Is Microsoft 365 adoption a project or a service?

Historically, many of our waterfall IT implementation projects classified training as part of the project rollout effort. End-user communications were done in broad waves (usually via mass employee e-mails or non-personalized intranet news articles), and training efforts were limited to a phase of the project rollout schedule. With our move to agile, many organizations have expanded training in an effort to drive sustained user adoption. But the critical question still remains: Should Microsoft 365 adoption be treated as part of your rollout project or as an ongoing service?

In most cases, the answer is dictated by funding. Organizations with a fixed-dollar approach to implementing Microsoft 365 tend to view end-user training and adoption as a part of the implementation project (regardless of whether they’re running in waterfall or agile).

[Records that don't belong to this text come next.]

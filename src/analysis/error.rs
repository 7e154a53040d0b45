//! Error type shared by all analysis operations

use thiserror::Error;

/// Failure raised by an analysis operation.
///
/// Every variant carries the offending value. `NoPrimerFound` is the one
/// non-error outcome in here: the input was fine, the scan simply came up
/// empty. Use [`AnalysisError::is_terminal_outcome`] to tell it apart.
#[derive(Debug, Error)]
pub enum AnalysisError {
    /// A symbol outside the expected alphabet (0-based position)
    #[error("invalid symbol '{symbol}' at position {}", position + 1)]
    InvalidSymbol { symbol: char, position: usize },

    /// Out-of-range numeric input (non-positive charge, concentration, ...)
    #[error("invalid input: {0}")]
    InvalidInput(String),

    #[error("sequence is empty")]
    EmptySequence,

    #[error("sequence too short for primer design: {length} bp, need at least {required} bp")]
    SequenceTooShort { length: usize, required: usize },

    #[error("no suitable primers found meeting all constraints ({offsets_scanned} offsets scanned)")]
    NoPrimerFound { offsets_scanned: usize },

    #[error("unknown amino acid: {0}")]
    UnknownResidue(char),

    #[error("reagent volumes ({required:.3} µL) exceed the final volume ({available:.3} µL)")]
    VolumeExceeded { required: f64, available: f64 },

    #[error("invalid parameters: {0}")]
    Config(#[from] serde_json::Error),
}

impl AnalysisError {
    /// True when the operation ran to completion and found nothing,
    /// as opposed to rejecting its input.
    pub fn is_terminal_outcome(&self) -> bool {
        matches!(self, Self::NoPrimerFound { .. })
    }
}

pub type Result<T> = std::result::Result<T, AnalysisError>;
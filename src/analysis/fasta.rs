//! Sequence input parsing: single-record FASTA or raw pasted text

use super::error::{AnalysisError, Result};

/// A named input sequence, not yet normalized
#[derive(Debug, Clone, PartialEq)]
pub struct SequenceInput {
    pub name: String,
    pub sequence: String,
}

/// Parse a single sequence from FASTA or raw text.
///
/// With a `>` header the first record is taken and its lines joined; any
/// further record is an error. Without one, every non-empty line is part of
/// the sequence. Whitespace is dropped, case is kept.
pub fn parse_sequence_input(text: &str) -> Result<SequenceInput> {
    let mut name: Option<String> = None;
    let mut sequence = String::new();
    let mut records = 0usize;

    for line in text.lines() {
        let line = line.trim();
        if line.is_empty() || line.starts_with(';') {
            continue;
        }

        if let Some(header) = line.strip_prefix('>') {
            records += 1;
            if records > 1 {
                return Err(AnalysisError::InvalidInput(
                    "input must contain exactly 1 sequence, found more".to_string(),
                ));
            }
            name = Some(header.trim().to_string());
        } else {
            sequence.extend(line.chars().filter(|c| !c.is_whitespace()));
        }
    }

    if sequence.is_empty() {
        return Err(AnalysisError::EmptySequence);
    }

    Ok(SequenceInput {
        name: name
            .filter(|n| !n.is_empty())
            .unwrap_or_else(|| "Sequence_1".to_string()),
        sequence,
    })
}
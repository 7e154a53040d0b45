//! PCR master-mix volumes and theoretical yield

use std::str::FromStr;

use super::error::{AnalysisError, Result};
use super::types::{MixSummary, ReagentEntry, ReagentSpec};

/// Relative overshoot of the summed reagent volumes still treated as a full tube
const VOLUME_TOLERANCE: f64 = 1e-9;

/// Volume (V1) of stock needed so that C1·V1 = C2·V2
pub fn reagent_volume(c1: f64, c2: f64, final_volume: f64) -> Result<f64> {
    if !(c1.is_finite() && c1 > 0.0) {
        return Err(AnalysisError::InvalidInput(format!(
            "stock concentration must be positive, got {}",
            c1
        )));
    }
    if !(c2.is_finite() && c2 >= 0.0) {
        return Err(AnalysisError::InvalidInput(format!(
            "final concentration must not be negative, got {}",
            c2
        )));
    }
    check_final_volume(final_volume)?;
    Ok(c2 * final_volume / c1)
}

/// Volumes for every reagent plus the water that tops each reaction up to
/// `final_volume`, scaled to `reactions` tubes.
///
/// Fails with `VolumeExceeded` when the reagents alone overflow the
/// reaction. Only float rounding on an exactly full tube is absorbed, as
/// 0 µL of water.
pub fn mix_summary(specs: &[ReagentSpec], final_volume: f64, reactions: u32) -> Result<MixSummary> {
    check_final_volume(final_volume)?;
    if reactions == 0 {
        return Err(AnalysisError::InvalidInput(
            "number of reactions must be at least 1".to_string(),
        ));
    }
    let scale = f64::from(reactions);

    let entries = specs
        .iter()
        .map(|spec| {
            let volume = reagent_volume(
                spec.stock_concentration,
                spec.final_concentration,
                final_volume,
            )?;
            Ok(ReagentEntry {
                name: spec.name.clone(),
                stock_concentration: spec.stock_concentration,
                final_concentration: spec.final_concentration,
                volume_per_reaction: volume,
                total_volume: volume * scale,
            })
        })
        .collect::<Result<Vec<_>>>()?;

    let reagent_total: f64 = entries.iter().map(|e| e.volume_per_reaction).sum();
    let mut water = final_volume - reagent_total;
    if water < -VOLUME_TOLERANCE * final_volume {
        return Err(AnalysisError::VolumeExceeded {
            required: reagent_total,
            available: final_volume,
        });
    }
    // Rounding overshoot on an exactly full tube
    if water < 0.0 {
        water = 0.0;
    }

    Ok(MixSummary {
        reactions,
        final_volume,
        entries,
        water_per_reaction: water,
        water_total: water * scale,
        total_volume: final_volume * scale,
    })
}

/// Ideal amplification: N = N0 · 2^cycles
pub fn pcr_yield(initial_copies: f64, cycles: u32) -> f64 {
    initial_copies * f64::from(cycles).exp2()
}

fn check_final_volume(final_volume: f64) -> Result<()> {
    if final_volume.is_finite() && final_volume > 0.0 {
        Ok(())
    } else {
        Err(AnalysisError::InvalidInput(format!(
            "final volume must be positive, got {}",
            final_volume
        )))
    }
}

impl FromStr for ReagentSpec {
    type Err = AnalysisError;

    /// Parse `name:C1:C2`, e.g. `MgCl2:25:1.5`
    fn from_str(s: &str) -> Result<Self> {
        let invalid = || AnalysisError::InvalidInput(format!("invalid reagent format: {}", s));

        let mut parts = s.trim().split(':');
        let (Some(name), Some(c1), Some(c2), None) =
            (parts.next(), parts.next(), parts.next(), parts.next())
        else {
            return Err(invalid());
        };

        let name = name.trim();
        if name.is_empty() {
            return Err(invalid());
        }
        let c1: f64 = c1.trim().parse().map_err(|_| invalid())?;
        let c2: f64 = c2.trim().parse().map_err(|_| invalid())?;

        Ok(ReagentSpec::new(name, c1, c2))
    }
}

#[cfg(test)]
mod tests {
    use super::*;

    #[test]
    fn test_reagent_volume() {
        assert_eq!(reagent_volume(10.0, 1.0, 20.0).unwrap(), 2.0);
        assert_eq!(reagent_volume(10.0, 0.0, 20.0).unwrap(), 0.0);
    }

    #[test]
    fn test_reagent_volume_rejects_bad_input() {
        assert!(reagent_volume(0.0, 1.0, 20.0).is_err());
        assert!(reagent_volume(-5.0, 1.0, 20.0).is_err());
        assert!(reagent_volume(10.0, -1.0, 20.0).is_err());
        assert!(reagent_volume(10.0, 1.0, 0.0).is_err());
        assert!(reagent_volume(f64::NAN, 1.0, 20.0).is_err());
    }

    #[test]
    fn test_mix_summary_balances_water() {
        let specs = vec![
            ReagentSpec::new("Buffer", 10.0, 1.0),
            ReagentSpec::new("MgCl2", 25.0, 1.5),
            ReagentSpec::new("dNTPs", 10.0, 0.2),
        ];
        let mix = mix_summary(&specs, 25.0, 4).unwrap();

        assert_eq!(mix.entries.len(), 3);
        assert_eq!(mix.entries[0].volume_per_reaction, 2.5);
        assert_eq!(mix.entries[0].total_volume, 10.0);
        assert!((mix.entries[1].volume_per_reaction - 1.5).abs() < 1e-12);

        let reagents: f64 = mix.entries.iter().map(|e| e.volume_per_reaction).sum();
        assert!((reagents + mix.water_per_reaction - 25.0).abs() < 1e-12);
        assert!((mix.water_total - mix.water_per_reaction * 4.0).abs() < 1e-12);
        assert_eq!(mix.total_volume, 100.0);
    }

    #[test]
    fn test_mix_summary_without_reagents_is_all_water() {
        let mix = mix_summary(&[], 20.0, 1).unwrap();
        assert_eq!(mix.water_per_reaction, 20.0);
        assert_eq!(mix.total_volume, 20.0);
    }

    #[test]
    fn test_mix_summary_volume_exceeded() {
        let specs = vec![
            ReagentSpec::new("Buffer", 2.0, 1.0),
            ReagentSpec::new("Enhancer", 2.0, 1.5),
        ];
        match mix_summary(&specs, 20.0, 1) {
            Err(AnalysisError::VolumeExceeded { required, available }) => {
                assert_eq!(required, 25.0);
                assert_eq!(available, 20.0);
            }
            other => panic!("expected VolumeExceeded, got {:?}", other),
        }
    }

    #[test]
    fn test_mix_summary_exactly_full_is_allowed() {
        let specs = vec![ReagentSpec::new("Stock", 2.0, 2.0)];
        let mix = mix_summary(&specs, 10.0, 1).unwrap();
        assert_eq!(mix.water_per_reaction, 0.0);
    }

    #[test]
    fn test_mix_summary_absorbs_rounding_on_full_tube() {
        // 6 x 4.1666.. µL sums one ulp above 25.0
        let specs: Vec<ReagentSpec> = (1..=6)
            .map(|i| ReagentSpec::new(format!("Reagent {}", i), 3.0, 0.5))
            .collect();
        let mix = mix_summary(&specs, 25.0, 1).unwrap();
        assert_eq!(mix.water_per_reaction, 0.0);
        assert_eq!(mix.water_total, 0.0);
        assert_eq!(mix.entries.len(), 6);
    }

    #[test]
    fn test_mix_summary_small_real_overflow_is_rejected() {
        let specs = vec![ReagentSpec::new("Stock", 2.0, 2.0001)];
        assert!(matches!(
            mix_summary(&specs, 10.0, 1),
            Err(AnalysisError::VolumeExceeded { .. })
        ));
    }

    #[test]
    fn test_mix_summary_rejects_zero_reactions() {
        assert!(matches!(
            mix_summary(&[], 20.0, 0),
            Err(AnalysisError::InvalidInput(_))
        ));
    }

    #[test]
    fn test_pcr_yield() {
        assert_eq!(pcr_yield(1.0, 3), 8.0);
        assert_eq!(pcr_yield(1000.0, 0), 1000.0);
        assert_eq!(pcr_yield(1e3, 30), 1e3 * 1_073_741_824.0);
    }

    #[test]
    fn test_parse_reagent_spec() {
        let spec: ReagentSpec = "MgCl2:25:1.5".parse().unwrap();
        assert_eq!(spec, ReagentSpec::new("MgCl2", 25.0, 1.5));

        let spec: ReagentSpec = " Taq polymerase : 5 : 0.05 ".parse().unwrap();
        assert_eq!(spec.name, "Taq polymerase");
    }

    #[test]
    fn test_parse_reagent_spec_rejects_malformed() {
        for bad in ["Buffer", "Buffer:10", "Buffer:10:1:2", ":10:1", "Buffer:ten:1"] {
            assert!(bad.parse::<ReagentSpec>().is_err(), "{} should not parse", bad);
        }
    }
}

Organizations with a more fluid funding model or a cultural drive for ongoing employee education may invest in resources to support ongoing Microsoft 365 user adoption efforts.

How do project-based and service-based adoption efforts differ?
Project-based user adoption is temporary, with a defined start and end date. If you’re running adoption as a service, you’ll be investing in user adoption on a continuous basis. You may be staffing virtual or in-person office hours, leading training classes, hosting user group meetings, coaching employees on how to use Microsoft 365, etc.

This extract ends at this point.